If you’re a regular visitor to the Croydonist you’ll know we are publishing a series of features on the climate, where we look at some of the things businesses and individuals do in Croydon to help combat the climate crisis.
This time we chat with Laura Coleman, who is the founder of Croydon-based eco-friendly wrapping paper company Deleco, about her business and her tips for living a more sustainable life. Deleco not only has inspiring green credentials but also embraces inclusivity and helps tackle poverty. Laura is offering our lovely readers a special discount, so read on for more.
Croydonist: First of all are you a Croydon native or convert and what area do you call home?
Laura: I am Australian born and bred but moved to the UK 16 years ago. It wasn’t until 2015 that I moved to Croydon, and although I lived in a number of places in the UK before, Croydon was the first place in the UK that really felt like home.

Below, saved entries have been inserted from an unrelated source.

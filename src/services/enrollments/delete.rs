use actix_web::{HttpRequest, HttpResponse, Result as ActixResult};

use super::EnrollmentService;
use crate::services::common::deleted;

pub async fn delete_enrollment(
    service: &EnrollmentService,
    id: i64,
    request: &HttpRequest,
) -> ActixResult<HttpResponse> {
    let storage = service.get_storage(request);
    let found = storage.delete_enrollment(id).await?;
    Ok(deleted(found, "Enrollment"))
}
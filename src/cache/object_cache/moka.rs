use async_trait::async_trait;
use moka::future::Cache;
use tracing::debug;

use crate::cache::{CacheResult, ObjectCache};
use crate::config::AppConfig;
use crate::declare_object_cache_plugin;

declare_object_cache_plugin!("moka", MokaCacheWrapper);

pub struct MokaCacheWrapper {
    inner: Cache<String, String>,
}

impl MokaCacheWrapper {
    pub fn new() -> Result<Self, String> {
        let config = AppConfig::get();
        let inner = Cache::builder()
            .max_capacity(config.cache.memory.max_capacity)
            .time_to_live(std::time::Duration::from_secs(config.cache.default_ttl))
            .build();

        debug!(
            "MokaCacheWrapper initialized with max capacity: {}",
            config.cache.memory.max_capacity
        );
        Ok(Self { inner })
    }
}

#[async_trait]
impl ObjectCache for MokaCacheWrapper {
    async fn get_raw(&self, key: &str) -> CacheResult<String> {
        if let Some(value) = self.inner.get(key).await {
            debug!("Successfully retrieved key: {}", key);
            CacheResult::Found(value)
        } else {
            debug!("Key not found in cache: {}", key);
            CacheResult::NotFound
        }
    }

    async fn insert_raw(&self, key: String, value: String, ttl: u64) {
        // 全局 TTL 在构建时设定，单条 TTL 忽略
        if ttl != 0 {
            debug!("Moka cache ignores per-item TTL for key: {}", key);
        }
        self.inner.insert(key, value).await;
    }

    async fn remove(&self, key: &str) {
        self.inner.invalidate(key).await;
    }

    async fn invalidate_all(&self) {
        self.inner.invalidate_all();
    }
}
pub use sea_orm_migration::prelude::*;

mod m20251018_000001_create_org_tables;
mod m20251018_000002_create_academic_tables;

pub struct Migrator;

#[async_trait::async_trait]
impl MigratorTrait for Migrator {
    fn migrations() -> Vec<Box<dyn MigrationTrait>> {
        vec![
            Box::new(m20251018_000001_create_org_tables::Migration),
            Box::new(m20251018_000002_create_academic_tables::Migration),
        ]
    }
}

I love the eclectic nature of Croydon – most of all the people. I find in Croydon a real community spirit, a common bond.
People who have never been to Croydon can sometimes have a negative perception of it, but there is this proud and protective nature of those who live in, and love, Croydon. I will stand up for Croydon to anyone who dares to put it down, and encourage all to come and experience Croydon for themselves. It is such a diverse borough, there really is something for everyone here. I live around South End and I love it. I am a proud Croydon convert.

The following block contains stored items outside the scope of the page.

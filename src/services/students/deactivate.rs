use actix_web::{HttpRequest, HttpResponse, Result as ActixResult};
use tracing::info;

use super::StudentService;
use crate::models::students::requests::UpdateStudentRequest;
use crate::models::{ActionStatus, ApiResponse};
use crate::services::common::not_found;

pub async fn deactivate_student(
    service: &StudentService,
    id: i64,
    request: &HttpRequest,
) -> ActixResult<HttpResponse> {
    let storage = service.get_storage(request);

    let update = UpdateStudentRequest {
        is_active: Some(false),
        ..Default::default()
    };

    match storage.update_student(id, update).await? {
        Some(student) => {
            info!("Student {} deactivated", student.registration_no);
            Ok(HttpResponse::Ok().json(ApiResponse::success(
                ActionStatus::new("Student deactivated"),
                "Student deactivated",
            )))
        }
        None => Ok(not_found("Student")),
    }
}
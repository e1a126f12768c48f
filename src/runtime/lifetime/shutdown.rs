use tokio::signal;
use tracing::warn;

pub async fn listen_for_shutdown() {
    #[cfg(unix)]
    {
        let mut terminate = signal::unix::signal(signal::unix::SignalKind::terminate())
            .expect("Failed to listen for SIGTERM");
        tokio::select! {
            _ = signal::ctrl_c() => {}
            _ = terminate.recv() => {}
        }
    }

    #[cfg(not(unix))]
    signal::ctrl_c().await.expect("Failed to listen for Ctrl+C");

    warn!("Shutdown signal received, initiating graceful shutdown...");
}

Croydonist: Tell us about how Deleco came to be.
Laura: I have seen first hand the destruction that climate change and deforestation can have on communities. Since 2017 I have been a Response Team Volunteer with the emergency disaster relief charity, ShelterBox and in 2019 I was part of the team responding to flooding in Paraguay. Tens of thousands of people had to flee their homes. Major flooding used to be a once in 10 to 15 year event, now it happens every two years. The cause of the flooding is from a myriad of reasons, but two key factors are climate change and deforestation.

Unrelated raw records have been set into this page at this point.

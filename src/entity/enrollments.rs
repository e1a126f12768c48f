//! 选课实体

use sea_orm::entity::prelude::*;

#[derive(Clone, Debug, PartialEq, DeriveEntityModel)]
#[sea_orm(table_name = "enrollments")]
pub struct Model {
    #[sea_orm(primary_key)]
    pub id: i64,
    pub student_id: i64,
    pub course_id: i64,
    pub semester: i32,
    pub year: i32,
    pub date_enrolled: Date,
    pub created_at: i64,
    pub updated_at: i64,
}

#[derive(Copy, Clone, Debug, EnumIter, DeriveRelation)]
pub enum Relation {
    #[sea_orm(
        belongs_to = "super::students::Entity",
        from = "Column::StudentId",
        to = "super::students::Column::Id"
    )]
    Student,
    #[sea_orm(
        belongs_to = "super::courses::Entity",
        from = "Column::CourseId",
        to = "super::courses::Column::Id"
    )]
    Course,
}

impl Related<super::students::Entity> for Entity {
    fn to() -> RelationDef {
        Relation::Student.def()
    }
}

impl Related<super::courses::Entity> for Entity {
    fn to() -> RelationDef {
        Relation::Course.def()
    }
}

impl ActiveModelBehavior for ActiveModel {}

impl Model {
    pub fn into_enrollment(self) -> crate::models::enrollments::entities::Enrollment {
        crate::models::enrollments::entities::Enrollment {
            id: self.id,
            student_id: self.student_id,
            course_id: self.course_id,
            semester: self.semester,
            year: self.year,
            date_enrolled: self.date_enrolled,
            created_at: super::from_timestamp(self.created_at),
            updated_at: super::from_timestamp(self.updated_at),
        }
    }
}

I decided I wanted to do something more than just respond to climate change calamities. I had read about the unbelievable amount of wrapping paper that gets used in the UK each year, most of which goes to landfill. Around Christmas alone an estimated 227,000 miles of gift wrap is used – stretched out, that would nearly reach the moon! Articles spoke about eco friendly options but the range was limited and tended to be brown kraft paper or quite expensive.
Changing behaviour most of the time is about incremental change. It would be hard to expect huge swathes of the population to go from brightly coloured wrapping paper to browns and neutrals, especially for something so personal as gift giving. So in 2020 I set about seeing if I could find an alternative – high quality wrapping paper that is eco-friendly, colourful and also reasonably priced – and so Deleco was born.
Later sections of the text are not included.